Instructions to follow: All lines in the records below with the word "Downloads" must be returned.

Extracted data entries

Segment Open

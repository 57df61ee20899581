use std::path::{Path, PathBuf};
use std::sync::Arc;

use uuid::Uuid;

use crate::errors::PipelineError;
use crate::retry::{retry_with_backoff, RetryPolicy};
use crate::storage::{ObjectStore, StorageError};

/// Local scratch name for a downloaded résumé: `<job_id>_<candidate_id>_<basename>`.
///
/// Job and candidate qualify the name so concurrent runs never share a file.
pub fn scratch_file_name(job_id: Uuid, candidate_id: Uuid, remote_path: &str) -> String {
    let basename = remote_path
        .rsplit('/')
        .find(|part| !part.is_empty())
        .unwrap_or("resume.pdf");
    format!("{job_id}_{candidate_id}_{basename}")
}

/// Downloads résumés from object storage into scratch files.
pub struct ResumeFetcher {
    store: Arc<dyn ObjectStore>,
    retry: RetryPolicy,
}

impl ResumeFetcher {
    pub fn new(store: Arc<dyn ObjectStore>) -> Self {
        Self {
            store,
            retry: RetryPolicy::default(),
        }
    }

    pub fn with_retry_policy(mut self, retry: RetryPolicy) -> Self {
        self.retry = retry;
        self
    }

    /// Downloads `remote_path` and writes it to `local_path`, retrying the pair.
    pub async fn fetch(
        &self,
        job_id: Uuid,
        remote_path: &str,
        local_path: &Path,
    ) -> Result<PathBuf, PipelineError> {
        retry_with_backoff(&self.retry, "download_resume", move |_| async move {
            let body = self.store.download(remote_path).await?;
            tokio::fs::write(local_path, &body).await?;
            Ok::<_, StorageError>(())
        })
        .await
        .map_err(|e| PipelineError::Fetch(format!("job {job_id}: {e}")))?;

        Ok(local_path.to_path_buf())
    }
}
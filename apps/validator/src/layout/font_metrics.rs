//! Static glyph-width tables for the two standard PDF fonts the report uses.
//!
//! Widths come from the Adobe core-14 AFM files and are in 1/1000 em, so a string's
//! width in points is `sum(widths) / 1000 * font_size`. Viewers ship these fonts,
//! so the tables match what is drawn exactly for ASCII.
//! Tables cover ASCII 0x20..=0x7E (95 printable characters), WinAnsi code points.
//! Index = (char as usize) - 32.

// ────────────────────────────────────────────────────────────────────────────
// Font enum
// ────────────────────────────────────────────────────────────────────────────

#[derive(Debug, Clone, Copy, PartialEq, Eq, Hash)]
pub enum Font {
    Helvetica,
    HelveticaBold,
}

impl Font {
    pub fn for_weight(bold: bool) -> Self {
        if bold {
            Font::HelveticaBold
        } else {
            Font::Helvetica
        }
    }

    /// PostScript name used as the PDF `BaseFont`.
    pub fn base_font(&self) -> &'static str {
        match self {
            Font::Helvetica => "Helvetica",
            Font::HelveticaBold => "Helvetica-Bold",
        }
    }

    /// Name of the font in the page resource dictionary.
    pub fn resource_name(&self) -> &'static str {
        match self {
            Font::Helvetica => "F1",
            Font::HelveticaBold => "F2",
        }
    }
}

// ────────────────────────────────────────────────────────────────────────────
// Font metric table
// ────────────────────────────────────────────────────────────────────────────

/// Width array slot layout:
/// ```text
/// [0]=sp  [1]=!   [2]="   [3]=#   [4]=$   [5]=%   [6]=&   [7]='
/// [8]=(   [9]=)   [10]=*  [11]=+  [12]=,  [13]=-  [14]=.  [15]=/
/// [16..25]=0-9
/// [26]=:  [27]=;  [28]=<  [29]==  [30]=>  [31]=?  [32]=@
/// [33..58]=A-Z
/// [59]=[  [60]=\  [61]=]  [62]=^  [63]=_  [64]=`
/// [65..90]=a-z
/// [91]={  [92]=|  [93]=}  [94]=~
/// ```
pub struct FontMetricTable {
    widths: [u16; 95],
    /// Used for anything outside printable ASCII.
    pub fallback_width: u16,
}

impl FontMetricTable {
    /// Width of `s` in 1/1000 em.
    pub fn measure_units(&self, s: &str) -> u32 {
        s.chars()
            .map(|c| {
                let code = c as usize;
                if (32..=126).contains(&code) {
                    u32::from(self.widths[code - 32])
                } else {
                    u32::from(self.fallback_width)
                }
            })
            .sum()
    }
}

#[rustfmt::skip]
static HELVETICA_TABLE: FontMetricTable = FontMetricTable {
    widths: [
        // sp   !    "    #    $    %    &    '    (    )    *    +    ,    -    .    /
        278, 278, 355, 556, 556, 889, 667, 191, 333, 333, 389, 584, 278, 333, 278, 278,
        // 0    1    2    3    4    5    6    7    8    9
        556, 556, 556, 556, 556, 556, 556, 556, 556, 556,
        // :    ;    <    =    >    ?    @
        278, 278, 584, 584, 584, 556, 1015,
        // A    B    C    D    E    F    G    H    I    J    K    L    M
        667, 667, 722, 722, 667, 611, 778, 722, 278, 500, 667, 556, 833,
        // N    O    P    Q    R    S    T    U    V    W    X    Y    Z
        722, 778, 667, 778, 722, 667, 611, 722, 667, 944, 667, 667, 611,
        // [    \    ]    ^    _    `
        278, 278, 278, 469, 556, 333,
        // a    b    c    d    e    f    g    h    i    j    k    l    m
        556, 556, 500, 556, 556, 278, 556, 556, 222, 222, 500, 222, 833,
        // n    o    p    q    r    s    t    u    v    w    x    y    z
        556, 556, 556, 556, 333, 500, 278, 556, 500, 722, 500, 500, 500,
        // {    |    }    ~
        334, 260, 334, 584,
    ],
    fallback_width: 556,
};

#[rustfmt::skip]
static HELVETICA_BOLD_TABLE: FontMetricTable = FontMetricTable {
    widths: [
        // sp   !    "    #    $    %    &    '    (    )    *    +    ,    -    .    /
        278, 333, 474, 556, 556, 889, 722, 238, 333, 333, 389, 584, 278, 333, 278, 278,
        // 0    1    2    3    4    5    6    7    8    9
        556, 556, 556, 556, 556, 556, 556, 556, 556, 556,
        // :    ;    <    =    >    ?    @
        333, 333, 584, 584, 584, 611, 975,
        // A    B    C    D    E    F    G    H    I    J    K    L    M
        722, 722, 722, 722, 667, 611, 778, 722, 278, 556, 722, 611, 833,
        // N    O    P    Q    R    S    T    U    V    W    X    Y    Z
        722, 778, 667, 778, 722, 667, 611, 722, 667, 944, 667, 667, 611,
        // [    \    ]    ^    _    `
        333, 278, 333, 584, 556, 333,
        // a    b    c    d    e    f    g    h    i    j    k    l    m
        556, 611, 556, 611, 556, 333, 611, 611, 278, 278, 556, 278, 889,
        // n    o    p    q    r    s    t    u    v    w    x    y    z
        611, 611, 611, 611, 389, 556, 333, 611, 556, 778, 556, 556, 500,
        // {    |    }    ~
        389, 280, 389, 584,
    ],
    fallback_width: 611,
};

pub fn get_metrics(font: Font) -> &'static FontMetricTable {
    match font {
        Font::Helvetica => &HELVETICA_TABLE,
        Font::HelveticaBold => &HELVETICA_BOLD_TABLE,
    }
}

/// Width of `s` in points when set in `font` at `size`.
pub fn measure(s: &str, font: Font, size: f64) -> f64 {
    f64::from(get_metrics(font).measure_units(s)) / 1000.0 * size
}
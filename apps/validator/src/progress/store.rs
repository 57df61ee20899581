use async_trait::async_trait;
use redis::aio::MultiplexedConnection;
use redis::AsyncCommands;
use thiserror::Error;

#[derive(Debug, Error)]
pub enum ProgressStoreError {
    #[error("Redis error: {0}")]
    Redis(#[from] redis::RedisError),

    #[error("Progress store unavailable: {0}")]
    Unavailable(String),
}

/// List-append / list-range storage behind the progress log.
#[async_trait]
pub trait ProgressStore: Send + Sync {
    async fn append(&self, key: &str, value: String) -> Result<(), ProgressStoreError>;

    /// Returns every value stored under `key`, oldest first.
    async fn range(&self, key: &str) -> Result<Vec<String>, ProgressStoreError>;
}

/// Redis lists (`RPUSH` / `LRANGE 0 -1`).
#[derive(Clone)]
pub struct RedisProgressStore {
    connection: MultiplexedConnection,
}

impl RedisProgressStore {
    pub async fn connect(client: &redis::Client) -> Result<Self, ProgressStoreError> {
        let connection = client.get_multiplexed_async_connection().await?;
        Ok(Self { connection })
    }
}

#[async_trait]
impl ProgressStore for RedisProgressStore {
    async fn append(&self, key: &str, value: String) -> Result<(), ProgressStoreError> {
        let mut connection = self.connection.clone();
        connection.rpush::<_, _, ()>(key, value).await?;
        Ok(())
    }

    async fn range(&self, key: &str) -> Result<Vec<String>, ProgressStoreError> {
        let mut connection = self.connection.clone();
        let values: Vec<String> = connection.lrange(key, 0, -1).await?;
        Ok(values)
    }
}
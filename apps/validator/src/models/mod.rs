pub mod hr;

pub use hr::{JobCandidateStatus, JobCandidateUpdate, NewCandidate};
//! Persistence for the HR tables.

use async_trait::async_trait;
use sqlx::PgPool;
use uuid::Uuid;

use crate::models::{JobCandidateStatus, JobCandidateUpdate, NewCandidate};

#[async_trait]
pub trait HrRepository: Send + Sync {
    /// `None` when no `hr_jobs` row has this id.
    async fn job_description(&self, job_id: Uuid) -> Result<Option<String>, sqlx::Error>;

    async fn candidate_exists(&self, candidate_id: Uuid) -> Result<bool, sqlx::Error>;

    async fn insert_candidate(&self, candidate: &NewCandidate) -> Result<(), sqlx::Error>;

    /// Whether an `hr_job_candidates` row with primary key `id` exists.
    async fn join_record_exists(&self, id: Uuid) -> Result<bool, sqlx::Error>;

    async fn complete_join_record(
        &self,
        id: Uuid,
        update: &JobCandidateUpdate,
    ) -> Result<(), sqlx::Error>;

    /// Sets status "failed" on the row for (job_id, candidate_id), if there is one.
    /// Returns whether a row was updated.
    async fn mark_join_record_failed(
        &self,
        job_id: Uuid,
        candidate_id: Uuid,
    ) -> Result<bool, sqlx::Error>;
}

pub struct PgHrRepository {
    pool: PgPool,
}

impl PgHrRepository {
    pub fn new(pool: PgPool) -> Self {
        Self { pool }
    }
}

#[async_trait]
impl HrRepository for PgHrRepository {
    async fn job_description(&self, job_id: Uuid) -> Result<Option<String>, sqlx::Error> {
        let description: Option<Option<String>> =
            sqlx::query_scalar("SELECT description FROM hr_jobs WHERE id = $1")
                .bind(job_id)
                .fetch_optional(&self.pool)
                .await?;
        Ok(description.map(Option::unwrap_or_default))
    }

    async fn candidate_exists(&self, candidate_id: Uuid) -> Result<bool, sqlx::Error> {
        sqlx::query_scalar("SELECT EXISTS(SELECT 1 FROM hr_candidates WHERE id = $1)")
            .bind(candidate_id)
            .fetch_one(&self.pool)
            .await
    }

    async fn insert_candidate(&self, candidate: &NewCandidate) -> Result<(), sqlx::Error> {
        sqlx::query(
            r#"
            INSERT INTO hr_candidates (id, name, email, phone_number, linkedin_url, github_url)
            VALUES ($1, $2, $3, $4, $5, $6)
            "#,
        )
        .bind(candidate.id)
        .bind(&candidate.name)
        .bind(&candidate.email)
        .bind(&candidate.phone_number)
        .bind(&candidate.linkedin_url)
        .bind(&candidate.github_url)
        .execute(&self.pool)
        .await?;
        Ok(())
    }

    async fn join_record_exists(&self, id: Uuid) -> Result<bool, sqlx::Error> {
        sqlx::query_scalar("SELECT EXISTS(SELECT 1 FROM hr_job_candidates WHERE id = $1)")
            .bind(id)
            .fetch_one(&self.pool)
            .await
    }

    async fn complete_join_record(
        &self,
        id: Uuid,
        update: &JobCandidateUpdate,
    ) -> Result<(), sqlx::Error> {
        sqlx::query(
            r#"
            UPDATE hr_job_candidates SET
                status = $2,
                job_id = $3,
                candidate_id = $4,
                overall_score = $5,
                overall_summary = $6,
                skills_score = $7,
                skills_summary = $8,
                skills_enhancement_tips = $9,
                work_experience_score = $10,
                work_experience_summary = $11,
                work_experience_enhancement_tips = $12,
                projects_score = $13,
                projects_summary = $14,
                projects_enhancement_tips = $15,
                education_score = $16,
                education_summary = $17,
                education_enhancement_tips = $18
            WHERE id = $1
            "#,
        )
        .bind(id)
        .bind(update.status.as_str())
        .bind(update.job_id)
        .bind(update.candidate_id)
        .bind(update.overall_score)
        .bind(&update.overall_summary)
        .bind(update.skills.score)
        .bind(&update.skills.summary)
        .bind(&update.skills.enhancement_tips)
        .bind(update.work_experience.score)
        .bind(&update.work_experience.summary)
        .bind(&update.work_experience.enhancement_tips)
        .bind(update.projects.score)
        .bind(&update.projects.summary)
        .bind(&update.projects.enhancement_tips)
        .bind(update.education.score)
        .bind(&update.education.summary)
        .bind(&update.education.enhancement_tips)
        .execute(&self.pool)
        .await?;
        Ok(())
    }

    async fn mark_join_record_failed(
        &self,
        job_id: Uuid,
        candidate_id: Uuid,
    ) -> Result<bool, sqlx::Error> {
        let result = sqlx::query(
            "UPDATE hr_job_candidates SET status = $3 WHERE job_id = $1 AND candidate_id = $2",
        )
        .bind(job_id)
        .bind(candidate_id)
        .bind(JobCandidateStatus::Failed.as_str())
        .execute(&self.pool)
        .await?;
        Ok(result.rows_affected() > 0)
    }
}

Segment Closed

Answer area:
/// Downloads résumés from object storage into scratch files.
    /// Downloads `remote_path` and writes it to `local_path`, retrying the pair.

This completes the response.